* PROBLEM TO WORK ON *
Filtering the records below, copy only those lines that include the word "Error".

---- DATA SHOWN

use std::fmt;

/// Physical sensor channels feeding the logger.
///
/// # Examples
///
/// ```
/// use common::SensorKind;
///
/// assert_eq!(SensorKind::try_from("HR").unwrap(), SensorKind::HeartRate);
/// assert_eq!(SensorKind::try_from("gyroscope").unwrap(), SensorKind::Gyroscope);
/// assert!(SensorKind::try_from("magnetometer").is_err());
/// ```
#[derive(Clone, Copy, Debug, PartialEq, Eq, Hash, PartialOrd, Ord)]
pub enum SensorKind {
    HeartRate,
    RotationVector,
    Accelerometer,
    Gyroscope,
}

impl SensorKind {
    pub fn all() -> [SensorKind; 4] {
        [
            SensorKind::HeartRate,
            SensorKind::RotationVector,
            SensorKind::Accelerometer,
            SensorKind::Gyroscope,
        ]
    }

    pub fn name(&self) -> &'static str {
        match self {
            SensorKind::HeartRate => "heart_rate",
            SensorKind::RotationVector => "rotation",
            SensorKind::Accelerometer => "accelerometer",
            SensorKind::Gyroscope => "gyroscope",
        }
    }
}

impl fmt::Display for SensorKind {
    fn fmt(&self, f: &mut fmt::Formatter<'_>) -> fmt::Result {
        f.write_str(self.name())
    }
}

impl TryFrom<&str> for SensorKind {
    type Error = String;

    fn try_from(value: &str) -> Result<Self, Self::Error> {
        match value.trim().to_lowercase().as_str() {
            "heart_rate" | "heartrate" | "hr" => Ok(Self::HeartRate),
            "rotation" | "rotation_vector" | "rot" => Ok(Self::RotationVector),
            "accelerometer" | "acc" => Ok(Self::Accelerometer),
            "gyroscope" | "gyro" => Ok(Self::Gyroscope),
            other => Err(format!("Unknown sensor kind: {}", other)),
        }
    }
}

impl TryFrom<String> for SensorKind {
    type Error = String;

    fn try_from(value: String) -> Result<Self, Self::Error> {
        SensorKind::try_from(value.as_str())
    }
}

--------

* ANSWER *
    type Error = String;
    fn try_from(value: &str) -> Result<Self, Self::Error> {
    type Error = String;
    fn try_from(value: String) -> Result<Self, Self::Error> {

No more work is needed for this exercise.